The festival opened with reminiscences of legendary bassist Peter Kowald (1944-2002), originating from the close-by city of Wuppertal, cofounder of the festival and closely related to its heydays during the '80s and '90s. It became a very special thing, initiated and organized by Cologne double bassist Sebastian Gramms, who played Kowald's bass: standing in three rows, 44 double bassists (mainly from the region)—including Mark Dresser and Dieter Manderscheid—performed together, starting with themes by Kowald. It took a lot of organizational effort to bring Bassmasse, as it was called, into being. To rehearse and perform with this amount of big violins, more than forty parking lot spots were required, for instance. Daring as it doubtlessly was to do this as the very first concert in a completely new concert hall, it set the tone, succeeded in overcoming limitations and crossing borders. It ultimately turned out to be a triumph for the music, the instrument, the musicians and the audience.

44 double basses onstage is spectacular but not necessarily a spectacle. When Dutch drummer Han Bennink entered the stage, however, people expected a spectacle. And: they got it, generally speaking. In Moers, he hit the stage together with young Dutch pianist Oscar Jan Hoogland. As an artist and musician Bennink does not just play his tune or drum his rhythms, he transforms found realities percussively. And that's what he did effectively and in a highly enjoyable way for the cheering audience in Moers. Actually, when you get an audience that sympathetic, the musicians couldn't help but do a good job. Bennink then acted as many people would like to have acted themselves. He is a tough partner for every duo.

Hoogland is a homeboy (of the youngest generation) who acts in the same vein. Even as Bennink was expanding his work field, so, too, did Hoogland during their performance. He switched from piano to his heavily amplified and distorted clavinet and employed an armada of megaphones. Whereas other musicians add a lot of textural noise to their music, Bennink and Hoogland relied on a quite old tradition of artfully building up obstacles that they had to cope with in inventive ways to make their way into playing bits of music. Together with some of Thelonious Monk's pivotal lines as companions, both became entangled in a highly idiosyncratic and amusing way during their stage ride.

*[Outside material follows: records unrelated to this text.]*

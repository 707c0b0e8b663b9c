use chrono::{DateTime, Utc};
use serde::{Deserialize, Serialize};
use uuid::Uuid;

/// Unique member identifier.
#[derive(Debug, Clone, Copy, PartialEq, Eq, Hash, PartialOrd, Ord, Serialize, Deserialize)]
#[serde(transparent)]
pub struct MemberId(pub Uuid);

impl MemberId {
    /// Generate a new random member ID.
    pub fn new() -> Self {
        Self(Uuid::new_v4())
    }

    /// Create from an existing UUID.
    pub fn from_uuid(id: Uuid) -> Self {
        Self(id)
    }

    /// Get the inner UUID.
    pub fn as_uuid(&self) -> Uuid {
        self.0
    }
}

impl Default for MemberId {
    fn default() -> Self {
        Self::new()
    }
}

impl std::fmt::Display for MemberId {
    fn fmt(&self, f: &mut std::fmt::Formatter<'_>) -> std::fmt::Result {
        write!(f, "{}", self.0)
    }
}

/// Member status in the cluster.
#[derive(Debug, Clone, Copy, PartialEq, Eq)]
pub enum MemberStatus {
    /// Member is starting up.
    Joining,
    /// Member is healthy and counted in the membership.
    Active,
    /// Member is leaving.
    Leaving,
}

impl MemberStatus {
    /// Convert to string for database storage.
    pub fn as_str(&self) -> &'static str {
        match self {
            Self::Joining => "joining",
            Self::Active => "active",
            Self::Leaving => "leaving",
        }
    }

    /// Parse from string. Unknown values count as leaving.
    pub fn from_str(s: &str) -> Self {
        match s {
            "joining" => Self::Joining,
            "active" => Self::Active,
            _ => Self::Leaving,
        }
    }
}

/// What a process joined the cluster to do.
#[derive(Debug, Clone, Copy, PartialEq, Eq)]
pub enum MemberRole {
    /// A regular member that runs services and accepts remote commands.
    Member,
    /// A short-lived control process (the `stop`/`ensure` tool itself).
    Control,
}

impl MemberRole {
    pub fn as_str(&self) -> &'static str {
        match self {
            Self::Member => "member",
            Self::Control => "control",
        }
    }

    pub fn from_str(s: &str) -> Option<Self> {
        match s {
            "member" => Some(Self::Member),
            "control" => Some(Self::Control),
            _ => None,
        }
    }
}

impl std::fmt::Display for MemberRole {
    fn fmt(&self, f: &mut std::fmt::Formatter<'_>) -> std::fmt::Result {
        write!(f, "{}", self.as_str())
    }
}

/// Information about a member of the cluster.
#[derive(Debug, Clone)]
pub struct MemberInfo {
    /// Unique member ID.
    pub id: MemberId,
    /// Hostname.
    pub hostname: String,
    /// OS process id.
    pub pid: u32,
    /// Why this process joined.
    pub role: MemberRole,
    /// Services this member advertises.
    pub services: Vec<String>,
    /// Current status.
    pub status: MemberStatus,
    /// When the member started.
    pub started_at: DateTime<Utc>,
    /// Last heartbeat time.
    pub last_heartbeat: DateTime<Utc>,
}

impl MemberInfo {
    /// Create member info for the local process.
    pub fn new_local(hostname: String, role: MemberRole, services: Vec<String>) -> Self {
        Self {
            id: MemberId::new(),
            hostname,
            pid: std::process::id(),
            role,
            services,
            status: MemberStatus::Joining,
            started_at: Utc::now(),
            last_heartbeat: Utc::now(),
        }
    }
}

From 44, then, two musicians and, finally, to just one musician with an ordinary acoustic guitar on the big stage: Marc Ribot. Ribot, too, has his characteristic idiosyncratic way. He is a master of overshooting the mark in a highly precise and productive way, and he is also a master of being inside and outside the piece of music, very closely connected. In Moers, he crept into the ingrained role of singer-songwriter, thereby derailing the pattern of the old protest song. Sometimes there was a sketchy song, sometimes a creased, scrunched up form of prototypes for '60s protest songs (the far echoes of P.F. Sloan's "Eve Of Destruction," for instance), more or less unfinished.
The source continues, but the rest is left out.